Timeline to this Timeline
September 9, 2001, I’m walking down Lafayette Street with my wife. We’re close to my apartment, with the Tribeca sky, the sky of my youth, hovering above our destination. I have a title idea. “Snowball’s Chance,” I say, “there’s something to it.” She isn’t so sure.
Then, 9/11. Then, 9/13, I understand the title. Animal Farm. Snowball returns to the farm, bringing capitalism, which has its own pitfalls. I’ll turn the Cold War allegory on its head—apply Orwell’s thinking to what had happened in the fifty years since the end of World War II. Three weeks later I have a clean draft.

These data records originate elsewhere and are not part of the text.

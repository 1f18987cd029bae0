use axum::{
    http::StatusCode,
    response::{IntoResponse, Response},
    Json,
};
use serde_json::json;
use thiserror::Error;

/// Application error type
#[derive(Error, Debug)]
pub enum AppError {
    #[error("Database error: {0}")]
    Database(#[from] redb::DatabaseError),

    #[error("Transaction error: {0}")]
    Transaction(#[from] redb::TransactionError),

    #[error("Table error: {0}")]
    Table(#[from] redb::TableError),

    #[error("Storage error: {0}")]
    Storage(#[from] redb::StorageError),

    #[error("Commit error: {0}")]
    Commit(#[from] redb::CommitError),

    #[error("Serialization error: {0}")]
    Serialization(#[from] bincode::Error),

    #[error("JSON error: {0}")]
    Json(#[from] serde_json::Error),

    #[error("Task join error: {0}")]
    TaskJoin(#[from] tokio::task::JoinError),

    #[error("Internal error: {0}")]
    Internal(String),

    #[error("Unauthorized: {0}")]
    Unauthorized(String),

    #[error("Forbidden: {0}")]
    Forbidden(String),

    #[error("Upload token expired")]
    Expired,

    #[error("Site with this public key already exists")]
    Conflict,

    #[error("Creation limit of {limit} sites per 24h exceeded")]
    RateLimited { limit: u64 },

    #[error("{0}")]
    PayloadTooLarge(String),

    #[error("{0}")]
    NotFound(String),

    #[error("Upstream error: {0}")]
    BadGateway(String),

    #[error("Invalid input: {0}")]
    InvalidInput(String),

    #[error("Method not allowed")]
    MethodNotAllowed,
}

/// Internal failure detail attached to 500 responses; only rendered in debug mode
#[derive(Debug, Clone)]
pub struct ErrorDetail(pub String);

/// Implement IntoResponse to convert AppError into HTTP responses
impl IntoResponse for AppError {
    fn into_response(self) -> Response {
        let (status, error_message) = match &self {
            AppError::Database(_)
            | AppError::Transaction(_)
            | AppError::Table(_)
            | AppError::Storage(_)
            | AppError::Commit(_)
            | AppError::Serialization(_)
            | AppError::Json(_)
            | AppError::TaskJoin(_)
            | AppError::Internal(_) => {
                tracing::error!("Error handling request: {:?}", self);
                let mut response = (
                    StatusCode::INTERNAL_SERVER_ERROR,
                    Json(json!({ "error": "Internal server error" })),
                )
                    .into_response();
                response
                    .extensions_mut()
                    .insert(ErrorDetail(self.to_string()));
                return response;
            }
            AppError::Unauthorized(msg) => (StatusCode::UNAUTHORIZED, msg.clone()),
            AppError::Forbidden(msg) => (StatusCode::FORBIDDEN, msg.clone()),
            AppError::Expired => (
                StatusCode::UNAUTHORIZED,
                "Upload token has expired".to_string(),
            ),
            AppError::Conflict => (StatusCode::CONFLICT, self.to_string()),
            AppError::RateLimited { limit } => (
                StatusCode::TOO_MANY_REQUESTS,
                format!(
                    "You've exceeded the 24h creation limit of {} sites.",
                    limit
                ),
            ),
            AppError::PayloadTooLarge(msg) => (StatusCode::PAYLOAD_TOO_LARGE, msg.clone()),
            AppError::NotFound(msg) => (StatusCode::NOT_FOUND, msg.clone()),
            AppError::BadGateway(msg) => (StatusCode::BAD_GATEWAY, msg.clone()),
            AppError::InvalidInput(msg) => (StatusCode::BAD_REQUEST, msg.clone()),
            AppError::MethodNotAllowed => (StatusCode::METHOD_NOT_ALLOWED, self.to_string()),
        };

        tracing::warn!("{}", error_message);

        let body = Json(json!({
            "error": error_message
        }));

        (status, body).into_response()
    }
}

/// Result type alias for application results
pub type Result<T> = std::result::Result<T, AppError>;
use redb::TableDefinition;

/// Entries table: store key -> EntryRecord (serialized)
pub const ENTRIES: TableDefinition<&str, &[u8]> = TableDefinition::new("entries");

/// Quota table: fingerprint -> CreationLog (serialized)
/// Only used when no external quota service is configured
pub const QUOTAS: TableDefinition<&str, &[u8]> = TableDefinition::new("quotas");
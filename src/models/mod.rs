pub mod rate_limit;
pub mod site;

pub use rate_limit::CreationLog;
pub use site::{FileMetadata, SiteCreated, SiteInfo, SiteSummary, StoredFile, UploadResult};
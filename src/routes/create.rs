use axum::{extract::State, http::HeaderMap, Json};

use crate::error::Result;
use crate::models::SiteCreated;
use crate::{sites, AppState, Config};

/// Create a new site
///
/// POST /create/
///
/// Requires a create key in the `Authorization` header and a `User-Agent`.
/// Returns the site URL, its expiration and the `secret_key` used to upload
/// files until `upload_expiration`.
pub async fn create_site(
    State(state): State<AppState>,
    headers: HeaderMap,
) -> Result<Json<SiteCreated>> {
    let origin = request_origin(&state.config, &headers);
    let created = sites::create_site(&state, &headers, &origin).await?;
    Ok(Json(created))
}

/// Scheme and host that site URLs are built from
pub fn request_origin(config: &Config, headers: &HeaderMap) -> String {
    if let Some(origin) = &config.public_origin {
        return origin.clone();
    }

    let scheme = header(headers, "x-forwarded-proto").unwrap_or("http");
    match header(headers, "host") {
        Some(host) => format!("{}://{}", scheme, host),
        None => format!("{}://{}", scheme, config.server_address()),
    }
}

fn header<'a>(headers: &'a HeaderMap, name: &str) -> Option<&'a str> {
    headers.get(name).and_then(|v| v.to_str().ok())
}
use axum::{extract::State, Json};
use serde_json::{json, Value};

use crate::AppState;

/// Health check endpoint
///
/// Returns the health status of the server and the local store.
/// Used by load balancers and monitoring systems.
pub async fn health_check(State(state): State<AppState>) -> Json<Value> {
    // Check store availability by attempting a read transaction
    let db = state.db.clone();
    let db_status = tokio::task::spawn_blocking(move || match db.begin_read() {
        Ok(_) => "connected",
        Err(e) => {
            tracing::error!("Database health check failed: {:?}", e);
            "disconnected"
        }
    })
    .await
    .unwrap_or("error");

    Json(json!({
        "status": if db_status == "connected" { "healthy" } else { "unhealthy" },
        "database": db_status,
        "quota": if state.config.quota_service_url.is_some() { "external" } else { "embedded" },
        "version": env!("CARGO_PKG_VERSION"),
    }))
}
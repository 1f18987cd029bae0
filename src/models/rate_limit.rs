use serde::{Deserialize, Serialize};

use crate::constants::QUOTA_WINDOW_SECS;

/// Creation history for one quota fingerprint
#[derive(Debug, Clone, Default, Serialize, Deserialize)]
pub struct CreationLog {
    /// Unix timestamps (seconds) of recent site creations, oldest first
    pub created_at: Vec<i64>,
    /// Public keys of the recorded sites, parallel to `created_at`
    pub public_keys: Vec<String>,
}

impl CreationLog {
    /// Drop entries that fell out of the trailing window
    pub fn prune(&mut self, now: i64) {
        let cutoff = now - QUOTA_WINDOW_SECS;
        let keep_from = self
            .created_at
            .iter()
            .position(|&t| t > cutoff)
            .unwrap_or(self.created_at.len());

        self.created_at.drain(..keep_from);
        self.public_keys.drain(..keep_from.min(self.public_keys.len()));
    }

    /// Number of creations in the trailing window
    pub fn recent(&self, now: i64) -> u64 {
        let cutoff = now - QUOTA_WINDOW_SECS;
        self.created_at.iter().filter(|&&t| t > cutoff).count() as u64
    }

    pub fn record(&mut self, public_key: &str, now: i64) {
        self.created_at.push(now);
        self.public_keys.push(public_key.to_string());
    }
}
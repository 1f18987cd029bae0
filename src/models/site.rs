use axum::body::Bytes;
use serde::{Deserialize, Serialize};

/// Small record stored alongside every value in the key-value store
#[derive(Debug, Clone, Default, PartialEq, Eq, Serialize, Deserialize)]
pub struct FileMetadata {
    pub content_type: Option<String>,
    pub size: u64,
}

/// A value read back from the store together with its metadata
#[derive(Debug, Clone)]
pub struct StoredFile {
    pub body: Bytes,
    pub metadata: FileMetadata,
}

/// Public site metadata, persisted as JSON at the reserved info path
#[derive(Debug, Clone, PartialEq, Eq, Serialize, Deserialize)]
pub struct SiteInfo {
    pub url: String,
    pub site_creation: String,
    pub site_expiration: String,
}

/// Site metadata plus the relative paths of every stored file
#[derive(Debug, Clone, Serialize, Deserialize)]
pub struct SiteSummary {
    #[serde(flatten)]
    pub info: SiteInfo,
    pub files: Vec<String>,
}

/// Response returned to the caller after a site is created
#[derive(Debug, Clone, Serialize, Deserialize)]
pub struct SiteCreated {
    pub message: String,
    pub sites_created_24h: u64,
    pub secret_key: String,
    pub upload_expiration: String,
    #[serde(flatten)]
    pub info: SiteInfo,
}

/// Response returned after a file upload
#[derive(Debug, Clone, Serialize, Deserialize)]
pub struct UploadResult {
    pub path: String,
    pub content_type: Option<String>,
    pub size: u64,
    pub total_site_size: u64,
}
use axum::{
    body::{to_bytes, Body},
    extract::{Request, State},
    http::{header::CONTENT_TYPE, HeaderValue, Method},
    response::{IntoResponse, Response},
    Json,
};
use serde_json::json;

use crate::constants::{PUBLIC_KEY_ALPHABET, PUBLIC_KEY_LENGTH};
use crate::error::{AppError, Result};
use crate::files::{self, Resolution};
use crate::AppState;

/// Append a trailing slash to extension-less paths, so `/docs` and `/docs/` match
pub fn normalize_path(path: &str) -> String {
    if !path.contains('.') && !path.ends_with('/') {
        format!("{}/", path)
    } else {
        path.to_string()
    }
}

/// Split `/{public_key}/{path...}` into the key and the site-relative path
pub fn split_site_path(path: &str) -> Option<(&str, &str)> {
    let rest = path.strip_prefix('/')?;
    let slash = rest.find('/')?;
    let (public_key, site_path) = rest.split_at(slash);

    let valid = public_key.len() == PUBLIC_KEY_LENGTH
        && public_key.bytes().all(|c| PUBLIC_KEY_ALPHABET.contains(&c));
    valid.then_some((public_key, site_path))
}

/// GET and POST on `/{public_key}/{path...}`
pub async fn site_request(State(state): State<AppState>, request: Request) -> Result<Response> {
    let (parts, body) = request.into_parts();
    let computed_path = normalize_path(parts.uri.path());

    let (public_key, path) = split_site_path(&computed_path).ok_or_else(|| {
        AppError::NotFound(format!("Page not found for \"{}\"", parts.uri.path()))
    })?;

    match parts.method {
        Method::GET | Method::HEAD => get_file(&state, public_key, path).await,
        Method::POST => post_file(&state, public_key, path, &parts.headers, body).await,
        _ => Err(AppError::MethodNotAllowed),
    }
}

async fn get_file(state: &AppState, public_key: &str, path: &str) -> Result<Response> {
    let response = match files::resolve(state.store.as_ref(), public_key, path).await? {
        Resolution::Summary(summary) => Json(summary).into_response(),
        Resolution::IndexFallback { message, summary } => Json(json!({
            "message": message,
            "summary": summary,
        }))
        .into_response(),
        Resolution::File { file, status } => {
            let mut response = (status, file.body).into_response();
            let headers = response.headers_mut();
            headers.remove(CONTENT_TYPE);
            if let Some(value) = file
                .metadata
                .content_type
                .as_deref()
                .and_then(|ct| HeaderValue::from_str(ct).ok())
            {
                headers.insert(CONTENT_TYPE, value);
            }
            response
        }
    };

    Ok(response)
}

async fn post_file(
    state: &AppState,
    public_key: &str,
    path: &str,
    headers: &axum::http::HeaderMap,
    body: Body,
) -> Result<Response> {
    // Credentials are checked before any of the body is buffered
    let creation_ms = files::authorize_upload(state, public_key, path, headers)?;

    let limit = usize::try_from(state.config.max_site_size_bytes).unwrap_or(usize::MAX);
    let body = to_bytes(body, limit).await.map_err(|e| {
        tracing::warn!("Failed to read upload body for {}: {}", public_key, e);
        AppError::PayloadTooLarge(format!(
            "Request body could not be read within the {} byte limit",
            limit
        ))
    })?;

    let result = files::upload(state, public_key, path, creation_ms, headers, body).await?;
    Ok(Json(result).into_response())
}
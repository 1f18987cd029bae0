//! Site lifecycle: creation and summaries.

use axum::{body::Bytes, http::HeaderMap};
use chrono::{DateTime, Duration, SecondsFormat, Utc};

use crate::constants::{ERR_MISSING_USER_AGENT, INFO_FILE_NAME, PUBLIC_KEY_LENGTH};
use crate::error::{AppError, Result};
use crate::models::{FileMetadata, SiteCreated, SiteInfo, SiteSummary};
use crate::security::create_random_string;
use crate::store::{site_key, site_prefix, KvStore, PutOptions};
use crate::AppState;

/// Format an instant the way site metadata exposes it
pub fn format_instant(instant: DateTime<Utc>) -> String {
    instant.to_rfc3339_opts(SecondsFormat::Millis, true)
}

/// Store expiration (Unix seconds, rounded) for an instant in milliseconds
pub fn expiration_secs(instant_ms: i64) -> i64 {
    (instant_ms + 500).div_euclid(1000)
}

/// Create a new site
///
/// Verifies the create credential, checks the quota, signs an upload token
/// and persists the site metadata with the site's expiration.
///
/// # Arguments
/// * `state` - Application state (store, quota service, token codec, TTLs)
/// * `headers` - Request headers carrying the create key and `User-Agent`
/// * `origin` - Scheme and host site URLs are built from
///
/// # Errors
/// * `Unauthorized` / `Forbidden` - missing or invalid create key
/// * `InvalidInput` - no `User-Agent`
/// * `Conflict` - the generated public key already has metadata
/// * `RateLimited` - the caller's 24h creation count exceeds `sites_per_day`;
///   nothing is written in that case
/// * `BadGateway` - the external quota service failed
///
/// # Security Note
/// The public key comes from the OS CSPRNG and is the only way to address
/// a site, so it must stay unpredictable.
pub async fn create_site(state: &AppState, headers: &HeaderMap, origin: &str) -> Result<SiteCreated> {
    let auth_key = state.tokens.verify_create(headers)?;

    let user_agent = headers
        .get("user-agent")
        .and_then(|v| v.to_str().ok())
        .filter(|v| !v.is_empty())
        .ok_or_else(|| AppError::InvalidInput(ERR_MISSING_USER_AGENT.to_string()))?;
    let ip_address = headers
        .get("x-forwarded-for")
        .and_then(|v| v.to_str().ok())
        .and_then(|v| v.split(',').next())
        .map(str::trim)
        .unwrap_or("unknown");

    let public_key = create_random_string(PUBLIC_KEY_LENGTH);
    let info_key = site_key(&public_key, INFO_FILE_NAME);

    // Not atomic with the write below; a hit here means the key space collided
    if state.store.get(&info_key).await?.is_some() {
        tracing::error!("Generated public key {} already exists", public_key);
        return Err(AppError::Conflict);
    }

    let sites_created_24h = state
        .quota
        .check_and_record(&public_key, &auth_key, state.config.sites_per_day)
        .await?;

    tracing::info!(
        "Creating new site public_key={} sites_created_24h={} auth_key={} user_agent={:?} ip={}",
        public_key,
        sites_created_24h,
        auth_key,
        user_agent,
        ip_address
    );

    let creation_ms = Utc::now().timestamp_millis();
    let creation = DateTime::<Utc>::from_timestamp_millis(creation_ms)
        .ok_or_else(|| AppError::Internal("current time out of range".to_string()))?;
    let site_expiration = creation + Duration::milliseconds(state.config.site_ttl_ms());
    let upload_expiration = creation + Duration::milliseconds(state.config.upload_ttl_ms());

    let secret_key = state.tokens.sign_upload(&public_key, creation_ms)?;

    let info = SiteInfo {
        url: format!("{}/{}/", origin.trim_end_matches('/'), public_key),
        site_creation: format_instant(creation),
        site_expiration: format_instant(site_expiration),
    };
    let info_json = serde_json::to_vec_pretty(&info)?;

    state
        .store
        .put(
            &info_key,
            Bytes::from(info_json.clone()),
            PutOptions {
                expiration: Some(expiration_secs(site_expiration.timestamp_millis())),
                metadata: FileMetadata {
                    content_type: Some("application/json".to_string()),
                    size: info_json.len() as u64,
                },
            },
        )
        .await?;

    Ok(SiteCreated {
        message: "New site created successfully".to_string(),
        sites_created_24h,
        secret_key,
        upload_expiration: format_instant(upload_expiration),
        info,
    })
}

/// Site metadata plus every stored path, excluding the metadata path itself
///
/// An expired site and one that never existed both give `NotFound`.
pub async fn site_summary(store: &dyn KvStore, public_key: &str) -> Result<SiteSummary> {
    let raw = store
        .get(&site_key(public_key, INFO_FILE_NAME))
        .await?
        .ok_or_else(|| AppError::NotFound(format!("Site \"{}\" not found", public_key)))?;
    let info: SiteInfo = serde_json::from_slice(&raw)?;

    let prefix = site_prefix(public_key);
    let files = store
        .list(&prefix)
        .await?
        .into_iter()
        .filter_map(|key| key.strip_prefix(prefix.as_str()).map(str::to_string))
        .filter(|path| path != INFO_FILE_NAME)
        .collect();

    Ok(SiteSummary { info, files })
}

I start to think about publication, and run into a bump: the feeling in the publishing world, in the entertainment world, is that parody is about to lose its protected status in the United States. Several major lawsuits are underway (2 Live Crew, The Wind Done Gone), copyright has been extended indefinitely for major corporations, and the Supreme Court has never looked more conservative. Given the climate, and that parody is not protected in the United Kingdom, the Orwell estate announces itself “hostile” to my manuscript. The book is nevertheless released in 2002 (by a small but longstanding press, Roof Books), and supported in part by a state grant. At the same moment I see fit to attack Animal Farm as a Cold War allegory—an allegory that I see as conservative, xenophobic, and a bludgeon for radical thinking—Christopher Hitchens, who has taken a sharp turn to the right, sees the need to defend it. In Why Orwell Matters, also published in 2002, Hitchens attempted to apply Orwell’s later-life “Cold War,” a term he popularized, to a stance against terrorism. The media picks up on Hitchens, and Snowball as a counterpoint, and the books are accordingly praised or derided.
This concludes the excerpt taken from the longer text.